Every fifth Syrian child suffers from post-traumatic stress disorder. Germany is not well prepared to help these vulnerable young refugees. Trauma therapist Janz Kizilhan tells DW what Germany needs to do.
The results of examination of 100 Syrian refugee children in Germany was published Tuesday by professor Volker Mall at the Technische Universität München. It showed that one in every five children is suffering from post-traumatic stress disorder.

DW spoke with trauma therapist Jan Kizilhan to find out what can be done to help them.

DW: Explosions, death, and a terrifying escape across the Mediterranean – the majority of refugee children have seen awful things. What can help to erase these images from children’s minds?

Jan Kizilhan: Children can fall victim to a kind of conditional shock – they get scared and become unsettled.

The other aspect is that their parents, confronted with war, with torture, with soldiers and attacks, are helpless. Up to that point, their children had learned that their parents could defend and protect them. Suddenly, this social configuration is flipped on its head. Their bond to their parents and environment is thereby destroyed.

Fleeing war is, from a psychological perspective, a deep gash, and in the worst case, it can lead to these children never being able to rid themselves of that experience.

How do those experiences manifest themselves?

They can develop depression, retreat into themselves. And they suffer from sleep disorders. They pull away from others, since they believe that something could happen to them. It can also occur that they subsequently get post-traumatic stress disorder, whereby the memories simply come flashing back. Suddenly, they’re back in the midst of war or vividly experience their escape and, at that moment, they can’t differentiate between reality and nightmare and are therefore always on guard.

Those are the short-term developments that can appear relatively quickly after such an experience. What happens in the long run?

Beyond chronic psychic illnesses, they often suffer physical ailments – diarrhea, persistent colds, but also other psychosomatic illnesses, such as skin problems. The children often get migraines, they wet themselves.

At the psychological level, it can change one’s personality in such a way that the kids are never again in a position – even as adults – to establish a healthy relationship with another person, since they’re continually distant, on edge, and nervous. Or the kids can’t deal with their own feelings and develop an emotionally unstable personality: They become aggressive and insecure, and they can be difficult to integrate into society.

What kind of treatment would help to prevent exactly these kinds of disorders?

You have to clarify to those in the children’s immediate environment – meaning at school, in the family – what trauma is, and how to deal with it. Because it’s about stability, and with refugees – more than anything – it’s about them finally experiencing what safety is. That they don’t have to worry anymore about themselves and their parents. The best psychotherapy, actually, is that they go back to school relatively quickly. That structure returns. Kids need a framework where they get a sense of safety. In the bad cases, dream therapists and social therapists have to accompany them.
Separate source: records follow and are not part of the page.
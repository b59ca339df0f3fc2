// Copyright 2023 Google LLC
//
// Licensed under the Apache License, Version 2.0 (the "License");
// you may not use this file except in compliance with the License.
// You may obtain a copy of the License at
//
//     https://www.apache.org/licenses/LICENSE-2.0
//
// Unless required by applicable law or agreed to in writing, software
// distributed under the License is distributed on an "AS IS" BASIS,
// WITHOUT WARRANTIES OR CONDITIONS OF ANY KIND, either express or implied.
// See the License for the specific language governing permissions and
// limitations under the License.

use crate::{I256, U256};

/// Typed value tree mirroring a compiled schema.
///
/// Widths are expressed in bytes. Addresses are represented as
/// 20-byte `FixedBytes` values, strings as UTF-8 `Bytes`.
#[derive(Debug, Clone, PartialEq, Eq)]
pub enum Value {
    Uint { width: usize, value: U256 },
    Int { width: usize, value: I256 },
    Bool(bool),
    FixedBytes(Vec<u8>),
    Bytes(Vec<u8>),
    Vector(Vec<Value>),
    List(Vec<Value>),
    Container(Vec<Value>),
    /// Tagged value. The payload is absent for the `none` branch.
    Union { selector: u8, value: Option<Box<Value>> },
}

impl Value {
    /// Shorthand for an unsigned integer value.
    pub fn uint(width: usize, value: u64) -> Value {
        Value::Uint { width, value: U256::from(value) }
    }

    /// Shorthand for a signed integer value.
    pub fn int(width: usize, value: i64) -> Value {
        let value = if value < 0 {
            -I256::from_raw(U256::from(value.unsigned_abs()))
        } else {
            I256::from_raw(U256::from(value as u64))
        };
        Value::Int { width, value }
    }

    /// Shorthand for a UTF-8 string value.
    pub fn string(value: &str) -> Value {
        Value::Bytes(value.as_bytes().to_vec())
    }

    /// Return true if the encoded size of the value does not depend
    /// on its contents.
    pub fn is_fixed_len(&self) -> bool {
        match self {
            Value::Uint { .. } | Value::Int { .. } | Value::Bool(_) | Value::FixedBytes(_) => true,
            Value::Bytes(_) | Value::List(_) | Value::Union { .. } => false,
            Value::Vector(elements) | Value::Container(elements) => {
                elements.iter().all(Value::is_fixed_len)
            }
        }
    }
}
// Copyright 2023 Google LLC
//
// Licensed under the Apache License, Version 2.0 (the "License");
// you may not use this file except in compliance with the License.
// You may obtain a copy of the License at
//
//     https://www.apache.org/licenses/LICENSE-2.0
//
// Unless required by applicable law or agreed to in writing, software
// distributed under the License is distributed on an "AS IS" BASIS,
// WITHOUT WARRANTIES OR CONDITIONS OF ANY KIND, either express or implied.
// See the License for the specific language governing permissions and
// limitations under the License.

//! Offset algebra.
//!
//! Byte positions inside the decoded blob are either known at
//! generation time or computed by previously emitted statements.

use crate::ir::{self, Builtin, Expr, Ident, Scopes, Stmt};

/// Byte offset into the blob.
#[derive(Debug, Clone, PartialEq, Eq)]
pub enum Offset {
    Const(usize),
    /// Offset computed by previously emitted statements.
    Sym(Expr),
}

/// Byte range `[start, end)` into the blob.
#[derive(Debug, Clone, PartialEq, Eq)]
pub struct BytesRange {
    pub start: Offset,
    pub end: Offset,
}

impl Offset {
    pub fn to_expr(&self) -> Expr {
        match self {
            Offset::Const(value) => Expr::Lit(*value),
            Offset::Sym(expr) => expr.clone(),
        }
    }
}

impl From<usize> for Offset {
    fn from(value: usize) -> Offset {
        Offset::Const(value)
    }
}

impl From<Expr> for Offset {
    fn from(expr: Expr) -> Offset {
        match expr {
            Expr::Lit(value) => Offset::Const(value),
            expr => Offset::Sym(expr),
        }
    }
}

impl From<&Ident> for Offset {
    fn from(ident: &Ident) -> Offset {
        Offset::Sym(Expr::Var(ident.clone()))
    }
}

impl From<Offset> for Expr {
    fn from(offset: Offset) -> Expr {
        offset.to_expr()
    }
}

impl From<&Offset> for Expr {
    fn from(offset: &Offset) -> Expr {
        offset.to_expr()
    }
}

/// Add two offsets.
///
/// Constants are folded. When `lines` is provided, a variable operand
/// may be updated in place by appending one assignment to `lines`; the
/// returned offset then names the updated variable. Callers must only
/// provide `lines` when the variables involved are temporaries they own.
pub fn add_offsets(lines: Option<&mut Vec<Stmt>>, left: Offset, right: Offset) -> Offset {
    match (left, right) {
        (Offset::Const(left), Offset::Const(right)) => Offset::Const(left + right),
        (Offset::Sym(expr), Offset::Const(0)) | (Offset::Const(0), Offset::Sym(expr)) => {
            Offset::Sym(expr)
        }
        (Offset::Sym(expr), Offset::Const(value)) | (Offset::Const(value), Offset::Sym(expr)) => {
            add_constant(lines, expr, value)
        }
        (Offset::Sym(left), Offset::Sym(right)) => add_symbolic(lines, left, right),
    }
}

fn add_constant(lines: Option<&mut Vec<Stmt>>, expr: Expr, value: usize) -> Offset {
    match expr {
        Expr::Call(Builtin::Add, args) => match args.as_slice() {
            [base, Expr::Lit(constant)] | [Expr::Lit(constant), base] => {
                Offset::Sym(ir::add(base.clone(), constant + value))
            }
            _ => Offset::Sym(ir::add(Expr::Call(Builtin::Add, args), value)),
        },
        Expr::Var(ident) => match lines {
            Some(lines) => {
                lines.push(Stmt::Assign(ident.clone(), ir::add(&ident, value)));
                Offset::Sym(Expr::Var(ident))
            }
            None => Offset::Sym(ir::add(&ident, value)),
        },
        expr => Offset::Sym(ir::add(expr, value)),
    }
}

fn add_symbolic(lines: Option<&mut Vec<Stmt>>, left: Expr, right: Expr) -> Offset {
    // Prefer updating a local variable over a memory read.
    let (target, other) = if !matches!(left, Expr::Var(_)) && matches!(right, Expr::Var(_)) {
        (right, left)
    } else {
        (left, right)
    };
    match (lines, target) {
        (Some(lines), Expr::Var(ident)) => {
            lines.push(Stmt::Assign(ident.clone(), ir::add(&ident, other)));
            Offset::Sym(Expr::Var(ident))
        }
        (_, target) => Offset::Sym(ir::add(target, other)),
    }
}

/// Load the 32-bit value stored at byte `at` of the blob `data`.
/// The loaded value keeps the wire byte order.
pub fn load_u32(data: &Ident, at: impl Into<Expr>) -> Expr {
    ir::shr(224, ir::mload(ir::add(data, at)))
}

/// Convert the 32-bit value held by `ident` from little-endian to
/// big-endian byte order, in place.
pub fn swap_endianness_32(ident: &Ident) -> Stmt {
    let byte = |mask: usize| ir::and(ident, mask);
    Stmt::Assign(
        ident.clone(),
        ir::or(
            ir::or(ir::shl(24, byte(0xff)), ir::shl(8, byte(0xff00))),
            ir::or(ir::shr(8, byte(0xff0000)), ir::shr(24, byte(0xff000000))),
        ),
    )
}

/// Read a little-endian 4-byte offset from byte `at` of the blob into
/// a fresh variable.
pub fn read_offset(
    lines: &mut Vec<Stmt>,
    scopes: &mut Scopes,
    data: &Ident,
    hint: &str,
    at: impl Into<Expr>,
) -> Ident {
    let ident = scopes.fresh(hint);
    lines.push(Stmt::Let(ident.clone(), load_u32(data, at)));
    lines.push(swap_endianness_32(&ident));
    ident
}
// Copyright 2023 Google LLC
//
// Licensed under the Apache License, Version 2.0 (the "License");
// you may not use this file except in compliance with the License.
// You may obtain a copy of the License at
//
//     https://www.apache.org/licenses/LICENSE-2.0
//
// Unless required by applicable law or agreed to in writing, software
// distributed under the License is distributed on an "AS IS" BASIS,
// WITHOUT WARRANTIES OR CONDITIONS OF ANY KIND, either express or implied.
// See the License for the specific language governing permissions and
// limitations under the License.

//! SSZ serializer.
//!
//! Composite values are laid out as a fixed region followed by the
//! payloads of their variable size elements. The fixed region holds
//! fixed size elements inline, and a 4-byte little-endian offset
//! relative to the start of the composite for each variable size
//! element. Numbers are written most significant byte first, matching
//! the loads performed by the generated decoders. Dynamic bytes do not
//! carry a length; it is recovered from the surrounding offsets.

use crate::{encode_scalar, put_u32, EncodeError, Encoding, Value, OFFSET_SIZE};
use bytes::BufMut;

/// SSZ wire encoding.
pub struct Ssz;

impl Encoding for Ssz {
    fn encoded_len(value: &Value) -> usize {
        match value {
            Value::Uint { width, .. } | Value::Int { width, .. } => *width,
            Value::Bool(_) => 1,
            Value::FixedBytes(bytes) | Value::Bytes(bytes) => bytes.len(),
            Value::Vector(elements) | Value::List(elements) | Value::Container(elements) => {
                elements.iter().map(element_len).sum()
            }
            Value::Union { value, .. } => 1 + value.as_deref().map_or(0, Ssz::encoded_len),
        }
    }

    fn encode(value: &Value, buf: &mut impl BufMut) -> Result<(), EncodeError> {
        match value {
            Value::Bytes(bytes) => buf.put_slice(bytes),
            Value::Vector(elements) | Value::List(elements) | Value::Container(elements) => {
                encode_composite(elements, buf)?
            }
            Value::Union { selector, value } => {
                buf.put_u8(*selector);
                if let Some(value) = value {
                    Ssz::encode(value, buf)?;
                }
            }
            _ => encode_scalar(value, buf)?,
        }
        Ok(())
    }
}

/// Size taken by an element in the fixed region of its parent,
/// plus the size of its variable payload.
fn element_len(value: &Value) -> usize {
    if value.is_fixed_len() {
        Ssz::encoded_len(value)
    } else {
        OFFSET_SIZE + Ssz::encoded_len(value)
    }
}

fn encode_composite(elements: &[Value], buf: &mut impl BufMut) -> Result<(), EncodeError> {
    let fixed_len: usize = elements
        .iter()
        .map(|element| {
            if element.is_fixed_len() {
                Ssz::encoded_len(element)
            } else {
                OFFSET_SIZE
            }
        })
        .sum();

    let mut offset = fixed_len;
    for element in elements {
        if element.is_fixed_len() {
            Ssz::encode(element, buf)?;
        } else {
            put_u32(offset, true, buf)?;
            offset += Ssz::encoded_len(element);
        }
    }

    for element in elements.iter().filter(|element| !element.is_fixed_len()) {
        Ssz::encode(element, buf)?;
    }
    Ok(())
}

/// Return the length of the encoded value.
pub fn encoded_len(value: &Value) -> usize {
    Ssz::encoded_len(value)
}

/// Write the value to an output buffer.
pub fn encode(value: &Value, buf: &mut impl BufMut) -> Result<(), EncodeError> {
    Ssz::encode(value, buf)
}

/// Encode a value to a byte vector.
pub fn encode_to_vec(value: &Value) -> Result<Vec<u8>, EncodeError> {
    Ssz::encode_to_vec(value)
}
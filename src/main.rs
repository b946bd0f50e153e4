mod blackboard; // shared run state between the control thread and async tasks
mod bus; // broadcast topics
mod config;
mod control; // fixed-rate drivetrain loop
mod sim;
mod teleop; // scripted commands, watchdog, pose telemetry

use std::sync::Arc;

use anyhow::anyhow;
use swerve_kinematics::Pose2d;
use tracing::{error, info, warn};
use tracing_subscriber::{self, EnvFilter};

use blackboard::{Blackboard, request_shutdown, snapshot};
use bus::Topic;
use config::{DEFAULT_CONFIG_PATH, load_config};
use control::ControlLoop;
use teleop::DriveCommand;

#[tokio::main]
async fn main() -> anyhow::Result<()> {
    tracing_subscriber::fmt()
        .with_env_filter(EnvFilter::from_default_env().add_directive(tracing::Level::INFO.into()))
        .init();

    let path = std::env::args()
        .nth(1)
        .unwrap_or_else(|| DEFAULT_CONFIG_PATH.to_string());
    let settings = load_config(&path)?;
    info!("Swerve drive simulation starting.");

    let control = ControlLoop::new(&settings)?;
    let period = settings.control.period();

    let bb: Blackboard = Arc::default();
    let cmd_topic: Topic<DriveCommand> = Topic::new("drive_command", 16);
    let pose_topic: Topic<Pose2d> = Topic::new("pose", 64);

    let telemetry = tokio::spawn(teleop::log_poses(
        pose_topic.subscribe(),
        settings.control.telemetry_every,
    ));
    let control_thread = control::spawn(control, period, bb.clone(), &cmd_topic, pose_topic)?;

    let result = teleop::async_runtime(
        bb.clone(),
        settings.script.clone(),
        period,
        settings.control.watchdog_timeout(),
        cmd_topic,
    )
    .await;
    if let Err(e) = &result {
        error!("Async tasks failed: {:?}", e);
    }

    request_shutdown(&bb);
    let summary = tokio::task::spawn_blocking(move || control_thread.join())
        .await?
        .map_err(|_| anyhow!("control thread panicked"))??;
    telemetry.await??;
    result?;

    info!(
        cycles = summary.cycles,
        estimate = %summary.estimate,
        truth = %summary.truth,
        position_error = summary.position_error(),
        "Run complete"
    );
    let state = snapshot(&bb);
    if let Some(pose) = state.pose {
        info!(cycles = state.cycles, %pose, "Last published pose");
    }
    if !state.faults.is_empty() {
        warn!(faults = ?state.faults, "Faults raised during the run");
    }
    Ok(())
}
What do those therapists do?

They speak with children about their fears, so that they have the feeling that they don’t need to feel embarrassed about their fears. Fear is something normal. The kids build a relationship with their therapists. Sometimes the kids don’t even want to tell their parents about the fears. They don’t want their parents to worry about them, to feel grief or sadness. With a therapist, they don’t need to have these concerns. There are also different tools like drawing, painting, crafts and games, through which the children can confront their experiences.

800,000 refugees are expected in Germany this year. Many children are among them. Is Germany in a position to offer the necessary therapy?

The question is really: ‘Do we have enough trained professionals who can engage themselves with this topic?’ The answer is ‘no’. Trauma therapy is in its infancy here in Germany. Especially with kids and juveniles, the number of experts who are familiar with this field is very small.

What are the implications for a country with high levels of immigration if the traumas endured by refugee children are not overcome?

The hope is in their resilience, in an inner strength that allows these kids to cope with these experiences within a good environment. This affects roughly half of the children. The rest need psychotherapy. And therein is a decisive point. What do we do with them? Politicians and society have a responsibility to begin considering some concepts.

Jan Kizilhan is a psychologist, author and publisher and an expert in transcultural psychiatry and traumatology.